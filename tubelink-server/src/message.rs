use axum::extract::ws;
use thiserror::Error;

pub mod inbound;
pub mod outbound;

pub type WebSocketMessage = ws::Message;

#[derive(Debug, Error)]
pub enum MessageError {
	#[error("Failed to deserialize message with error: {error}, message was: {json}")]
	DeserializationFailed { error: String, json: String },
	#[error("Message has an unsupported type: {0:?}")]
	WrongMessageType(WebSocketMessage),
}
use crate::bridge::session_id::BridgeSessionId;
use crate::bridge::{EmbeddedContent, InboundMessages};
use crate::context::ApplicationContext;
use crate::link::{InvalidLinkError, VideoReference};
use crate::message::inbound::SessionMessage;
use crate::player::{Player, PlayerSettings, PlayerStatus};
use crate::utils::aborting_join_handle::AbortingJoinHandle;
use futures_util::StreamExt;
use thiserror::Error;
use tokio::sync::{mpsc, oneshot, watch};
use tracing::{debug, info};

const REQUEST_QUEUE_SIZE: usize = 16;

type SubmitLinkResult = Result<(VideoReference, BridgeSessionId), InvalidLinkError>;

enum PlayerRequest {
	SubmitLink {
		link: String,
		response: oneshot::Sender<SubmitLinkResult>,
	},
	Play,
	Pause,
}

enum PlayerEvent {
	Request(Option<PlayerRequest>),
	Message(Option<SessionMessage>),
}

#[derive(Debug, Error)]
#[error("The player isn't running anymore.")]
pub struct PlayerUnavailable;

#[derive(Debug, Error)]
pub enum SubmitLinkError {
	#[error(transparent)]
	InvalidLink(#[from] InvalidLinkError),
	#[error(transparent)]
	PlayerUnavailable(#[from] PlayerUnavailable),
}

/// Cloneable access to a running player.
#[derive(Clone)]
pub struct PlayerHandle {
	requests: mpsc::Sender<PlayerRequest>,
	status: watch::Receiver<PlayerStatus>,
}

impl PlayerHandle {
	pub async fn submit_link(
		&self,
		link: impl Into<String>,
	) -> Result<(VideoReference, BridgeSessionId), SubmitLinkError> {
		let (response, receiver) = oneshot::channel();
		self.send(PlayerRequest::SubmitLink {
			link: link.into(),
			response,
		})
		.await?;

		Ok(receiver.await.map_err(|_| PlayerUnavailable)??)
	}

	pub async fn play(&self) -> Result<(), PlayerUnavailable> {
		self.send(PlayerRequest::Play).await
	}

	pub async fn pause(&self) -> Result<(), PlayerUnavailable> {
		self.send(PlayerRequest::Pause).await
	}

	pub fn status(&self) -> PlayerStatus {
		self.status.borrow().clone()
	}

	/// Receiver that is notified whenever the status changes.
	pub fn status_changes(&self) -> watch::Receiver<PlayerStatus> {
		self.status.clone()
	}

	async fn send(&self, request: PlayerRequest) -> Result<(), PlayerUnavailable> {
		self.requests.send(request).await.map_err(|_| PlayerUnavailable)
	}
}

/// Starts the task owning the player. It runs until every [`PlayerHandle`] is gone.
pub fn spawn_player(
	application_context: &ApplicationContext,
	embedded_content: EmbeddedContent,
) -> (PlayerHandle, AbortingJoinHandle<()>) {
	let inbound_messages = embedded_content.subscribe();
	let player = Player::new(
		embedded_content,
		application_context.time_source.clone(),
		PlayerSettings::from(&application_context.configuration),
	);

	let (request_sender, request_receiver) = mpsc::channel(REQUEST_QUEUE_SIZE);
	let (status_sender, status_receiver) = watch::channel(player.status());
	let task = tokio::spawn(run_player(player, inbound_messages, request_receiver, status_sender));

	let handle = PlayerHandle {
		requests: request_sender,
		status: status_receiver,
	};
	(handle, task.into())
}

async fn run_player(
	mut player: Player,
	mut inbound_messages: InboundMessages,
	mut requests: mpsc::Receiver<PlayerRequest>,
	status_sender: watch::Sender<PlayerStatus>,
) {
	loop {
		let event = tokio::select! {
			request = requests.recv() => PlayerEvent::Request(request),
			message = inbound_messages.next() => PlayerEvent::Message(message),
		};

		match event {
			PlayerEvent::Request(Some(request)) => handle_request(&mut player, request).await,
			PlayerEvent::Message(Some(message)) => player.handle_message(message),
			PlayerEvent::Request(None) => {
				debug!("All player handles are gone");
				break;
			}
			PlayerEvent::Message(None) => {
				debug!("Embedded content stopped sending messages");
				break;
			}
		}

		let status = player.status();
		status_sender.send_if_modified(|current_status| {
			if *current_status == status {
				return false;
			}
			*current_status = status;
			true
		});
	}

	player.teardown().await;
	status_sender.send_replace(player.status());
	info!("Player stopped");
}

async fn handle_request(player: &mut Player, request: PlayerRequest) {
	match request {
		PlayerRequest::SubmitLink { link, response } => {
			let result = player.submit_link(link).await;
			// the requester may have given up waiting
			let _ = response.send(result);
		}
		PlayerRequest::Play => player.play().await,
		PlayerRequest::Pause => player.pause().await,
	}
}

★ ★ ★

Using the data above, reproduce exactly the lines between those holding "use futures_util::StreamExt;" and "let inbound_messages = embedded_content.subscribe();", inclusive, and no others.

use futures_util::StreamExt;
use thiserror::Error;
use tokio::sync::{mpsc, oneshot, watch};
use tracing::{debug, info};

const REQUEST_QUEUE_SIZE: usize = 16;

type SubmitLinkResult = Result<(VideoReference, BridgeSessionId), InvalidLinkError>;

enum PlayerRequest {
	SubmitLink {
		link: String,
		response: oneshot::Sender<SubmitLinkResult>,
	},
	Play,
	Pause,
}

enum PlayerEvent {
	Request(Option<PlayerRequest>),
	Message(Option<SessionMessage>),
}

#[derive(Debug, Error)]
#[error("The player isn't running anymore.")]
pub struct PlayerUnavailable;

#[derive(Debug, Error)]
pub enum SubmitLinkError {
	#[error(transparent)]
	InvalidLink(#[from] InvalidLinkError),
	#[error(transparent)]
	PlayerUnavailable(#[from] PlayerUnavailable),
}

/// Cloneable access to a running player.
#[derive(Clone)]
pub struct PlayerHandle {
	requests: mpsc::Sender<PlayerRequest>,
	status: watch::Receiver<PlayerStatus>,
}

impl PlayerHandle {
	pub async fn submit_link(
		&self,
		link: impl Into<String>,
	) -> Result<(VideoReference, BridgeSessionId), SubmitLinkError> {
		let (response, receiver) = oneshot::channel();
		self.send(PlayerRequest::SubmitLink {
			link: link.into(),
			response,
		})
		.await?;

		Ok(receiver.await.map_err(|_| PlayerUnavailable)??)
	}

	pub async fn play(&self) -> Result<(), PlayerUnavailable> {
		self.send(PlayerRequest::Play).await
	}

	pub async fn pause(&self) -> Result<(), PlayerUnavailable> {
		self.send(PlayerRequest::Pause).await
	}

	pub fn status(&self) -> PlayerStatus {
		self.status.borrow().clone()
	}

	/// Receiver that is notified whenever the status changes.
	pub fn status_changes(&self) -> watch::Receiver<PlayerStatus> {
		self.status.clone()
	}

	async fn send(&self, request: PlayerRequest) -> Result<(), PlayerUnavailable> {
		self.requests.send(request).await.map_err(|_| PlayerUnavailable)
	}
}

/// Starts the task owning the player. It runs until every [`PlayerHandle`] is gone.
pub fn spawn_player(
	application_context: &ApplicationContext,
	embedded_content: EmbeddedContent,
) -> (PlayerHandle, AbortingJoinHandle<()>) {
	let inbound_messages = embedded_content.subscribe();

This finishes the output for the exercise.